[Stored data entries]
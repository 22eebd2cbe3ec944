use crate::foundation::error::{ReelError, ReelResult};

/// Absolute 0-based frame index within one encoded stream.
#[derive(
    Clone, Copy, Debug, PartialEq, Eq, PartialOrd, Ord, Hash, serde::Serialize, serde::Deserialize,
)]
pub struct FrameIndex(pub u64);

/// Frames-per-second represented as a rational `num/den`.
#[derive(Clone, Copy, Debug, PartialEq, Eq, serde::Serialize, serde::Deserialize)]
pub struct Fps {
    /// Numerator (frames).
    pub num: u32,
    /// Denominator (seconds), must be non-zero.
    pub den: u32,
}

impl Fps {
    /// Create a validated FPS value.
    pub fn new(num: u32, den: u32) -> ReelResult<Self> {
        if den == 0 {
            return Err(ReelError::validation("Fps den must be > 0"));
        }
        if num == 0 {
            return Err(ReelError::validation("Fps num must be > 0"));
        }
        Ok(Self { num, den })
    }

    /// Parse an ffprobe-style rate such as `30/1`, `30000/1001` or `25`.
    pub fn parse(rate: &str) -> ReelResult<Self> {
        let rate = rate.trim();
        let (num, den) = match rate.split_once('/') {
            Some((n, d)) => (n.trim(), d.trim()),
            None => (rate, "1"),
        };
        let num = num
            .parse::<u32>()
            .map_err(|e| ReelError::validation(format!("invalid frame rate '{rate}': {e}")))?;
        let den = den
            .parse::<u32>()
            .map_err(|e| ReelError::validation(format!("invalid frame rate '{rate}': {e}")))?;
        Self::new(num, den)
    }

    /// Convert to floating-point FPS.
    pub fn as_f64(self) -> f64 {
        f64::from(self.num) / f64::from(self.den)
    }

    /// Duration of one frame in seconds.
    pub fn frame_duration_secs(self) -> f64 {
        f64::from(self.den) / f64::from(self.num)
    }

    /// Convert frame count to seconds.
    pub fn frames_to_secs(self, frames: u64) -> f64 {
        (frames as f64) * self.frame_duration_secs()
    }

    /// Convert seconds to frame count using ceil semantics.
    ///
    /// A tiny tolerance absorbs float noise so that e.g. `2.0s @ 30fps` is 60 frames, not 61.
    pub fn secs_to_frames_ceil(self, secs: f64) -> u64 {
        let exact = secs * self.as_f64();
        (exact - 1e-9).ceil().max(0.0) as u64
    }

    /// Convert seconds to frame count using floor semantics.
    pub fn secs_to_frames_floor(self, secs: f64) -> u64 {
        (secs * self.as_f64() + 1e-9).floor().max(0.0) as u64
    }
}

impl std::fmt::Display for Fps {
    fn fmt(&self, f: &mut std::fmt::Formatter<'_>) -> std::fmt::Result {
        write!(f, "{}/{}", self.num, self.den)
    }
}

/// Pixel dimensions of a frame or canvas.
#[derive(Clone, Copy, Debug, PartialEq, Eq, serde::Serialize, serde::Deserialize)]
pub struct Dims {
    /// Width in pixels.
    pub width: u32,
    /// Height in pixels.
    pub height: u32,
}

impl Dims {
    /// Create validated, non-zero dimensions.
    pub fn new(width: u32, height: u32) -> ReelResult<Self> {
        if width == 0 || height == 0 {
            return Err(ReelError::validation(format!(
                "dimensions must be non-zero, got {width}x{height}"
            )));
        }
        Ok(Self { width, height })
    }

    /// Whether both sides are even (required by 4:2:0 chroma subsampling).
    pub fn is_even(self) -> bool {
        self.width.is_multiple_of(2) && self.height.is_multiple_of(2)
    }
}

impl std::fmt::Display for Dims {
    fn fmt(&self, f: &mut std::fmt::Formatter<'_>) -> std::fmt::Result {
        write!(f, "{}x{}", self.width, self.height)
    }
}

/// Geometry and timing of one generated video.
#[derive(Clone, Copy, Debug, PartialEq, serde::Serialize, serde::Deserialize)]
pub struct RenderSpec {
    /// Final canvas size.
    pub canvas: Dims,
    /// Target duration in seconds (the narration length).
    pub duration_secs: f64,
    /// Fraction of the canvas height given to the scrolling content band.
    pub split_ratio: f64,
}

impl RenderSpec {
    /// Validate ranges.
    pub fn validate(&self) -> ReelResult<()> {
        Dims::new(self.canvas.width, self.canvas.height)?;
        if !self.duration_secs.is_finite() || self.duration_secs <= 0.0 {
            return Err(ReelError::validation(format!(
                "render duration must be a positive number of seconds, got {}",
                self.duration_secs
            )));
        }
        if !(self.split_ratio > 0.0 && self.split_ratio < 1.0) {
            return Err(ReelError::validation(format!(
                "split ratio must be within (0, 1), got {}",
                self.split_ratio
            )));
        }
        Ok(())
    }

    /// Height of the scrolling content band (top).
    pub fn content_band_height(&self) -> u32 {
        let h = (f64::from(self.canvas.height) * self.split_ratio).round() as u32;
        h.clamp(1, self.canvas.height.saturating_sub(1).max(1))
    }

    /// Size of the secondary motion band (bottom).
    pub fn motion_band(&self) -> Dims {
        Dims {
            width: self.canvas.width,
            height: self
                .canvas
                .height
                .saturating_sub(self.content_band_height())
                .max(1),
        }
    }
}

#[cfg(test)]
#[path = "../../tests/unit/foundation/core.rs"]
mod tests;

**WHAT YOU HAVE TO DO**
Beginning with the line that has "if den == 0" and ending with the line that has "pub fn parse(rate: &str)", set down the lines above exactly and include no others.

**REPLY TO THE EXERCISE**
        if den == 0 {
            return Err(ReelError::validation("Fps den must be > 0"));
        }
        if num == 0 {
            return Err(ReelError::validation("Fps num must be > 0"));
        }
        Ok(Self { num, den })
    }

    /// Parse an ffprobe-style rate such as `30/1`, `30000/1001` or `25`.
    pub fn parse(rate: &str) -> ReelResult<Self> {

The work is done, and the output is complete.